- Task to complete -
Copy every line in the records below that contains the word "None".

- Provided records -
◆ ◆ ◆ ◆ ◆

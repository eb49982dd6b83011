//! Resolver tuning and CLI options.
//!
//! This module defines the tuning `Config` shared by all pipeline components,
//! plus the enums and structs used for command-line argument parsing.

use std::collections::HashMap;
use std::time::Duration;

use clap::{Parser, ValueEnum};
use log::LevelFilter;

use crate::config::constants::{
    DEFAULT_EXTERNAL_DNS, DEFAULT_PORTS, DEFAULT_USER_AGENT, DNS_RETRY_BASE,
    DNS_RETRY_INITIAL_DELAY_MS, DNS_RETRY_MAX_DELAY, DNS_RETRY_MAX_ELAPSED, DNS_TIMEOUT,
    FALLBACK_USER_AGENT, HTTP_SLOW_RESPONSE_THRESHOLD, HTTP_TIMEOUT, MAX_REDIRECTS,
    PORT_CONNECT_TIMEOUT, PORT_PASSES,
};
use crate::models::ResolveRequest;

/// Verbosity of the `--log-level` option.
#[derive(Clone, Copy, Debug, PartialEq, Eq, ValueEnum)]
pub enum LogLevel {
    Error,
    Warn,
    Info,
    /// Per-attempt detail: each resolver, dial and request
    Debug,
    Trace,
}

impl From<LogLevel> for LevelFilter {
    fn from(level: LogLevel) -> Self {
        match level {
            LogLevel::Error => LevelFilter::Error,
            LogLevel::Warn => LevelFilter::Warn,
            LogLevel::Info => LevelFilter::Info,
            LogLevel::Debug => LevelFilter::Debug,
            LogLevel::Trace => LevelFilter::Trace,
        }
    }
}

/// Log line format: colored text for terminals or JSON lines for collectors.
#[derive(Clone, Copy, Debug, PartialEq, Eq, ValueEnum)]
pub enum LogFormat {
    Plain,
    Json,
}

/// Resolver tuning (no CLI dependencies).
///
/// Every timeout, retry bound and threshold used by the pipeline lives here.
/// Components receive a copy at construction time, so tests can shrink the
/// timeouts without touching process-wide state.
///
/// # Examples
///
/// ```
/// use endpoint_resolver::Config;
/// use std::time::Duration;
///
/// let config = Config {
///     port_connect_timeout: Duration::from_millis(500),
///     port_passes: 1,
///     ..Default::default()
/// };
/// assert_eq!(config.max_redirects, 3);
/// ```
#[derive(Debug, Clone)]
pub struct Config {
    /// Timeout for a single external DNS exchange
    pub dns_timeout: Duration,

    /// Total time budget for retrying the external resolver list
    pub dns_max_elapsed: Duration,

    /// Delay before the first retry of the resolver list
    pub dns_initial_backoff: Duration,

    /// Base by which consecutive retry delays grow
    pub dns_backoff_base: u64,

    /// Upper bound for a single retry delay
    pub dns_max_backoff: Duration,

    /// TCP connect timeout per (ip, port) dial
    pub port_connect_timeout: Duration,

    /// Number of passes over all (ip, port) pairs
    pub port_passes: usize,

    /// Overall timeout per HTTP request, redirects included
    pub http_timeout: Duration,

    /// Responses at or above this duration count as slow
    pub slow_response_threshold: Duration,

    /// Maximum number of redirects followed per request
    pub max_redirects: usize,

    /// Ports probed when neither the endpoint nor the request names any
    pub default_ports: Vec<u16>,

    /// User agent for the blocked-by-user-agent check
    pub fallback_user_agent: String,
}

impl Default for Config {
    fn default() -> Self {
        Self {
            dns_timeout: DNS_TIMEOUT,
            dns_max_elapsed: DNS_RETRY_MAX_ELAPSED,
            dns_initial_backoff: Duration::from_millis(DNS_RETRY_INITIAL_DELAY_MS),
            dns_backoff_base: DNS_RETRY_BASE,
            dns_max_backoff: DNS_RETRY_MAX_DELAY,
            port_connect_timeout: PORT_CONNECT_TIMEOUT,
            port_passes: PORT_PASSES,
            http_timeout: HTTP_TIMEOUT,
            slow_response_threshold: HTTP_SLOW_RESPONSE_THRESHOLD,
            max_redirects: MAX_REDIRECTS,
            default_ports: DEFAULT_PORTS.to_vec(),
            fallback_user_agent: FALLBACK_USER_AGENT.to_string(),
        }
    }
}

/// Command-line options.
///
/// # Examples
///
/// ```bash
/// # Default ports (80, 443)
/// endpoint_resolver example.com
///
/// # Explicit ports and a custom header
/// endpoint_resolver example.com --port 8080 --port 8443 --header "X-Scan: 1"
///
/// # Embedded port wins over --port
/// endpoint_resolver 203.0.113.10:8080
/// ```
#[derive(Debug, Parser)]
#[command(
    name = "endpoint_resolver",
    about = "Checks whether an endpoint is reachable and lists its live, in-scope HTTP(S) URLs."
)]
pub struct Opt {
    /// Endpoint to resolve: hostname, IPv4 address, optionally followed by :port
    #[arg(value_parser)]
    pub endpoint: String,

    /// Port to probe (repeatable); ignored when the endpoint embeds a port
    #[arg(long = "port", short = 'p')]
    pub ports: Vec<u16>,

    /// HTTP User-Agent header value for the primary probe
    #[arg(long, default_value = DEFAULT_USER_AGENT)]
    pub user_agent: String,

    /// Extra request header as "Name: Value" (repeatable)
    #[arg(long = "header", short = 'H', value_parser = parse_header)]
    pub headers: Vec<(String, String)>,

    /// External DNS resolver as host:port (repeatable)
    #[arg(long = "dns", default_values_t = DEFAULT_EXTERNAL_DNS.map(String::from))]
    pub external_dns: Vec<String>,

    /// Abort the whole resolution after this many seconds
    #[arg(long)]
    pub deadline: Option<u64>,

    /// Minimum level of log lines written to stderr
    #[arg(long, value_enum, default_value_t = LogLevel::Info)]
    pub log_level: LogLevel,

    /// Format of log lines
    #[arg(long, value_enum, default_value_t = LogFormat::Plain)]
    pub log_format: LogFormat,
}

impl Opt {
    /// Builds the resolution request described by the options.
    pub fn to_request(&self) -> ResolveRequest {
        ResolveRequest {
            endpoint: self.endpoint.clone(),
            ports: self.ports.clone(),
            user_agent: self.user_agent.clone(),
            custom_headers: self.headers.iter().cloned().collect::<HashMap<_, _>>(),
        }
    }
}

fn parse_header(raw: &str) -> Result<(String, String), String> {
    let (name, value) = raw
        .split_once(':')
        .ok_or_else(|| format!("header '{raw}' must look like 'Name: Value'"))?;
    let name = name.trim();
    if name.is_empty() {
        return Err(format!("header '{raw}' has an empty name"));
    }
    Ok((name.to_string(), value.trim().to_string()))
}
//! HTTP request building and sending.

use std::collections::HashMap;

use log::{debug, warn};
use reqwest::header::{HeaderMap, HeaderName, HeaderValue, USER_AGENT};
use reqwest::Url;
use tokio_util::sync::CancellationToken;

use crate::error_handling::{categorize_reqwest_error, ResolveError};
use crate::fetch::redirects::final_url;
use crate::utils::cancellable;

/// Builds the request headers: caller's custom headers, then the user agent.
///
/// Headers whose name or value is not valid HTTP are skipped with a warning.
/// The user agent replaces any `User-Agent` among the custom headers.
pub fn build_headers(user_agent: &str, custom_headers: &HashMap<String, String>) -> HeaderMap {
    let mut headers = HeaderMap::new();
    for (name, value) in custom_headers {
        match (
            HeaderName::from_bytes(name.as_bytes()),
            HeaderValue::from_str(value),
        ) {
            (Ok(name), Ok(value)) => {
                headers.append(name, value);
            }
            _ => warn!("Skipping invalid custom header '{name}'"),
        }
    }
    match HeaderValue::from_str(user_agent) {
        Ok(value) => {
            headers.insert(USER_AGENT, value);
        }
        Err(_) => warn!("Skipping invalid user agent '{user_agent}'"),
    }
    headers
}

/// Sends a GET to `url` and returns the URL it reached.
///
/// Any HTTP response counts as reached, whatever its status; only transport
/// failures (connect, TLS, timeout) give `Ok(None)`. The body is never read.
///
/// # Errors
///
/// Returns `ResolveError::Cancelled` if `cancel` fires during the request.
pub async fn send_request(
    client: &reqwest::Client,
    cancel: &CancellationToken,
    url: &Url,
    headers: HeaderMap,
) -> Result<Option<Url>, ResolveError> {
    let original_host = url.host_str().unwrap_or_default();
    let request = client.get(url.clone()).headers(headers).send();

    match cancellable(cancel, request).await? {
        Ok(response) => {
            let reached = final_url(&response, original_host);
            debug!("GET {url} -> {} ({reached})", response.status());
            Ok(Some(reached))
        }
        Err(e) => {
            debug!("GET {url} failed: {} ({e})", categorize_reqwest_error(&e));
            Ok(None)
        }
    }
}
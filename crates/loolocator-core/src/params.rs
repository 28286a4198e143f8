//! Search filter values: radius and accessibility.

use serde::{Deserialize, Serialize};
use thiserror::Error;

#[derive(Debug, Clone, PartialEq, Eq, Error)]
pub enum InvalidParameter {
    #[error("unsupported search radius {0}m (expected one of 500, 1000, 2000, 5000)")]
    Radius(u32),
}

/// One of the fixed search radii offered to the user.
#[derive(
    Debug, Clone, Copy, Default, PartialEq, Eq, Hash, PartialOrd, Ord, Serialize, Deserialize,
)]
#[serde(try_from = "u32", into = "u32")]
pub enum SearchRadius {
    Meters500,
    #[default]
    Meters1000,
    Meters2000,
    Meters5000,
}

impl SearchRadius {
    pub const ALL: [SearchRadius; 4] = [
        SearchRadius::Meters500,
        SearchRadius::Meters1000,
        SearchRadius::Meters2000,
        SearchRadius::Meters5000,
    ];

    #[must_use]
    pub fn meters(self) -> u32 {
        match self {
            SearchRadius::Meters500 => 500,
            SearchRadius::Meters1000 => 1000,
            SearchRadius::Meters2000 => 2000,
            SearchRadius::Meters5000 => 5000,
        }
    }

    /// Short label shown next to the radius picker.
    #[must_use]
    pub fn label(self) -> &'static str {
        match self {
            SearchRadius::Meters500 => "0.5 km",
            SearchRadius::Meters1000 => "1 km",
            SearchRadius::Meters2000 => "2 km",
            SearchRadius::Meters5000 => "5 km",
        }
    }
}

impl TryFrom<u32> for SearchRadius {
    type Error = InvalidParameter;

    fn try_from(meters: u32) -> Result<Self, Self::Error> {
        SearchRadius::ALL
            .into_iter()
            .find(|r| r.meters() == meters)
            .ok_or(InvalidParameter::Radius(meters))
    }
}

impl From<SearchRadius> for u32 {
    fn from(radius: SearchRadius) -> Self {
        radius.meters()
    }
}

impl std::fmt::Display for SearchRadius {
    fn fmt(&self, f: &mut std::fmt::Formatter<'_>) -> std::fmt::Result {
        f.write_str(self.label())
    }
}

/// Filter state for a nearest search. Defaults to 1 km, any accessibility.
#[derive(Debug, Clone, Copy, Default, PartialEq, Eq, Serialize, Deserialize)]
pub struct SearchParameters {
    pub radius: SearchRadius,
    pub accessibility_only: bool,
}

impl SearchParameters {
    /// Validates raw filter input.
    ///
    /// # Errors
    ///
    /// Returns [`InvalidParameter::Radius`] when `radius_meters` is not one of
    /// the offered radii. Values are never clamped.
    pub fn new(radius_meters: u32, accessibility_only: bool) -> Result<Self, InvalidParameter> {
        Ok(Self {
            radius: SearchRadius::try_from(radius_meters)?,
            accessibility_only,
        })
    }
}
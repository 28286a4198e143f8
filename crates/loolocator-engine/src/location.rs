//! Position acquisition with a bounded wait and a staleness-bounded cache.

use std::future::Future;
use std::time::{Duration, Instant};

use loolocator_core::{AppConfig, Coordinate};
use thiserror::Error;

/// Default upper bound on one acquisition.
pub const DEFAULT_TIMEOUT: Duration = Duration::from_secs(10);
/// Default age under which a previous fix is reused.
pub const DEFAULT_MAX_AGE: Duration = Duration::from_secs(300);

/// Position as reported by the platform, before range validation.
#[derive(Debug, Clone, Copy, PartialEq)]
pub struct RawPosition {
    pub latitude: f64,
    pub longitude: f64,
}

/// Options forwarded to the platform with every request.
#[derive(Debug, Clone, Copy, PartialEq, Eq)]
pub struct PositionRequest {
    pub high_accuracy: bool,
    pub timeout: Duration,
    pub maximum_age: Duration,
}

/// Failure codes a platform position API can report.
#[derive(Debug, Clone, PartialEq, Eq)]
pub enum PlatformError {
    PermissionDenied,
    PositionUnavailable,
    Timeout,
    Unsupported,
    Other(String),
}

/// Classified location failure. `Display` is the user-facing message.
#[derive(Debug, Clone, Copy, PartialEq, Eq, Error)]
pub enum LocationError {
    #[error("Location access denied. Please enable location services.")]
    PermissionDenied,
    #[error("Location information unavailable.")]
    PositionUnavailable,
    #[error("Location request timed out.")]
    Timeout,
    #[error("Geolocation is not supported on this device.")]
    Unsupported,
    #[error("An unknown error occurred while getting location.")]
    Unknown,
}

impl From<PlatformError> for LocationError {
    fn from(err: PlatformError) -> Self {
        match err {
            PlatformError::PermissionDenied => LocationError::PermissionDenied,
            PlatformError::PositionUnavailable => LocationError::PositionUnavailable,
            PlatformError::Timeout => LocationError::Timeout,
            PlatformError::Unsupported => LocationError::Unsupported,
            PlatformError::Other(detail) => {
                tracing::debug!(detail = %detail, "unclassified platform location error");
                LocationError::Unknown
            }
        }
    }
}

/// Platform capability that can report the device position.
///
/// Implementations may prompt the user for permission.
pub trait PositionSource {
    fn current_position(
        &self,
        request: PositionRequest,
    ) -> impl Future<Output = Result<RawPosition, PlatformError>> + Send;
}

/// A source that always reports the same position, e.g. one typed on the
/// command line.
#[derive(Debug, Clone, Copy)]
pub struct StaticPosition(pub RawPosition);

impl PositionSource for StaticPosition {
    async fn current_position(
        &self,
        _request: PositionRequest,
    ) -> Result<RawPosition, PlatformError> {
        Ok(self.0)
    }
}

/// Normalises a [`PositionSource`] into `Coordinate | LocationError`.
///
/// Never retries; callers decide whether to ask again.
pub struct GeoLocationProvider<P> {
    source: Option<P>,
    timeout: Duration,
    max_age: Duration,
    last_fix: Option<(Coordinate, Instant)>,
}

impl<P: PositionSource> GeoLocationProvider<P> {
    #[must_use]
    pub fn new(source: P) -> Self {
        Self::with_limits(Some(source), DEFAULT_TIMEOUT, DEFAULT_MAX_AGE)
    }

    /// Provider for a platform without any position capability. Every
    /// [`acquire`](Self::acquire) reports [`LocationError::Unsupported`].
    #[must_use]
    pub fn unsupported() -> Self {
        Self::with_limits(None, DEFAULT_TIMEOUT, DEFAULT_MAX_AGE)
    }

    #[must_use]
    pub fn with_limits(source: Option<P>, timeout: Duration, max_age: Duration) -> Self {
        Self {
            source,
            timeout,
            max_age,
            last_fix: None,
        }
    }

    #[must_use]
    pub fn from_config(source: Option<P>, config: &AppConfig) -> Self {
        Self::with_limits(
            source,
            Duration::from_secs(config.location_timeout_secs),
            Duration::from_secs(config.location_max_age_secs),
        )
    }

    /// Returns the device position.
    ///
    /// A fix younger than the max age is reused without touching the
    /// platform. Otherwise the platform is asked and given at most the
    /// configured timeout to answer.
    ///
    /// # Errors
    ///
    /// Returns a [`LocationError`] classifying why no position is available.
    /// A platform answer outside valid coordinate ranges is reported as
    /// [`LocationError::PositionUnavailable`].
    pub async fn acquire(&mut self) -> Result<Coordinate, LocationError> {
        if let Some((coordinate, captured_at)) = self.last_fix {
            if captured_at.elapsed() < self.max_age {
                tracing::debug!(%coordinate, "reusing cached position");
                return Ok(coordinate);
            }
        }

        let Some(source) = &self.source else {
            return Err(LocationError::Unsupported);
        };

        let request = PositionRequest {
            high_accuracy: true,
            timeout: self.timeout,
            maximum_age: self.max_age,
        };
        let raw = tokio::time::timeout(self.timeout, source.current_position(request))
            .await
            .map_err(|_| LocationError::Timeout)??;

        let coordinate = Coordinate::new(raw.latitude, raw.longitude).map_err(|e| {
            tracing::warn!(error = %e, "platform reported an invalid position");
            LocationError::PositionUnavailable
        })?;

        self.last_fix = Some((coordinate, Instant::now()));
        Ok(coordinate)
    }
}

#[cfg(test)]
mod tests {
    use std::sync::atomic::{AtomicUsize, Ordering};
    use std::sync::Arc;

    use super::*;

    struct Counting {
        answer: Result<RawPosition, PlatformError>,
        calls: Arc<AtomicUsize>,
    }

    impl PositionSource for Counting {
        async fn current_position(
            &self,
            _request: PositionRequest,
        ) -> Result<RawPosition, PlatformError> {
            self.calls.fetch_add(1, Ordering::SeqCst);
            self.answer.clone()
        }
    }

    struct Never;

    impl PositionSource for Never {
        async fn current_position(
            &self,
            _request: PositionRequest,
        ) -> Result<RawPosition, PlatformError> {
            std::future::pending().await
        }
    }

    fn counting(answer: Result<RawPosition, PlatformError>) -> (Counting, Arc<AtomicUsize>) {
        let calls = Arc::new(AtomicUsize::new(0));
        (
            Counting {
                answer,
                calls: Arc::clone(&calls),
            },
            calls,
        )
    }

    const TIMES_SQUARE: RawPosition = RawPosition {
        latitude: 40.7589,
        longitude: -73.9851,
    };

    #[tokio::test]
    async fn acquire_returns_validated_coordinate() {
        let mut provider = GeoLocationProvider::new(StaticPosition(TIMES_SQUARE));
        let c = provider.acquire().await.unwrap();
        assert!((c.latitude() - 40.7589).abs() < 1e-9);
    }

    #[tokio::test]
    async fn acquire_classifies_platform_errors() {
        let cases = [
            (PlatformError::PermissionDenied, LocationError::PermissionDenied),
            (
                PlatformError::PositionUnavailable,
                LocationError::PositionUnavailable,
            ),
            (PlatformError::Timeout, LocationError::Timeout),
            (PlatformError::Unsupported, LocationError::Unsupported),
            (
                PlatformError::Other("kernel said no".into()),
                LocationError::Unknown,
            ),
        ];
        for (platform, expected) in cases {
            let (source, _) = counting(Err(platform));
            let mut provider = GeoLocationProvider::new(source);
            assert_eq!(provider.acquire().await, Err(expected));
        }
    }

    #[tokio::test]
    async fn permission_denied_message_is_user_facing() {
        assert_eq!(
            LocationError::PermissionDenied.to_string(),
            "Location access denied. Please enable location services."
        );
    }

    #[tokio::test]
    async fn unsupported_platform_never_asks() {
        let mut provider = GeoLocationProvider::<StaticPosition>::unsupported();
        assert_eq!(provider.acquire().await, Err(LocationError::Unsupported));
    }

    #[tokio::test]
    async fn slow_platform_times_out() {
        let mut provider =
            GeoLocationProvider::with_limits(Some(Never), Duration::from_millis(20), Duration::ZERO);
        assert_eq!(provider.acquire().await, Err(LocationError::Timeout));
    }

    #[tokio::test]
    async fn out_of_range_fix_is_unavailable() {
        let mut provider = GeoLocationProvider::new(StaticPosition(RawPosition {
            latitude: 95.0,
            longitude: 0.0,
        }));
        assert_eq!(
            provider.acquire().await,
            Err(LocationError::PositionUnavailable)
        );
    }

    #[tokio::test]
    async fn fresh_fix_is_reused() {
        let (source, calls) = counting(Ok(TIMES_SQUARE));
        let mut provider =
            GeoLocationProvider::with_limits(Some(source), DEFAULT_TIMEOUT, DEFAULT_MAX_AGE);
        provider.acquire().await.unwrap();
        provider.acquire().await.unwrap();
        assert_eq!(calls.load(Ordering::SeqCst), 1);
    }

    #[tokio::test]
    async fn zero_max_age_always_asks_platform() {
        let (source, calls) = counting(Ok(TIMES_SQUARE));
        let mut provider =
            GeoLocationProvider::with_limits(Some(source), DEFAULT_TIMEOUT, Duration::ZERO);
        provider.acquire().await.unwrap();
        provider.acquire().await.unwrap();
        assert_eq!(calls.load(Ordering::SeqCst), 2);
    }

    #[tokio::test]
    async fn failures_are_not_cached_or_retried() {
        let (source, calls) = counting(Err(PlatformError::PositionUnavailable));
        let mut provider = GeoLocationProvider::new(source);
        assert!(provider.acquire().await.is_err());
        assert!(provider.acquire().await.is_err());
        assert_eq!(calls.load(Ordering::SeqCst), 2);
    }
}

◆ ◆ ◆ ◆ ◆

- Response to this exercise -
/// failures (connect, TLS, timeout) give `Ok(None)`. The body is never read.
            Ok(None)
        Self::with_limits(None, DEFAULT_TIMEOUT, DEFAULT_MAX_AGE)
            last_fix: None,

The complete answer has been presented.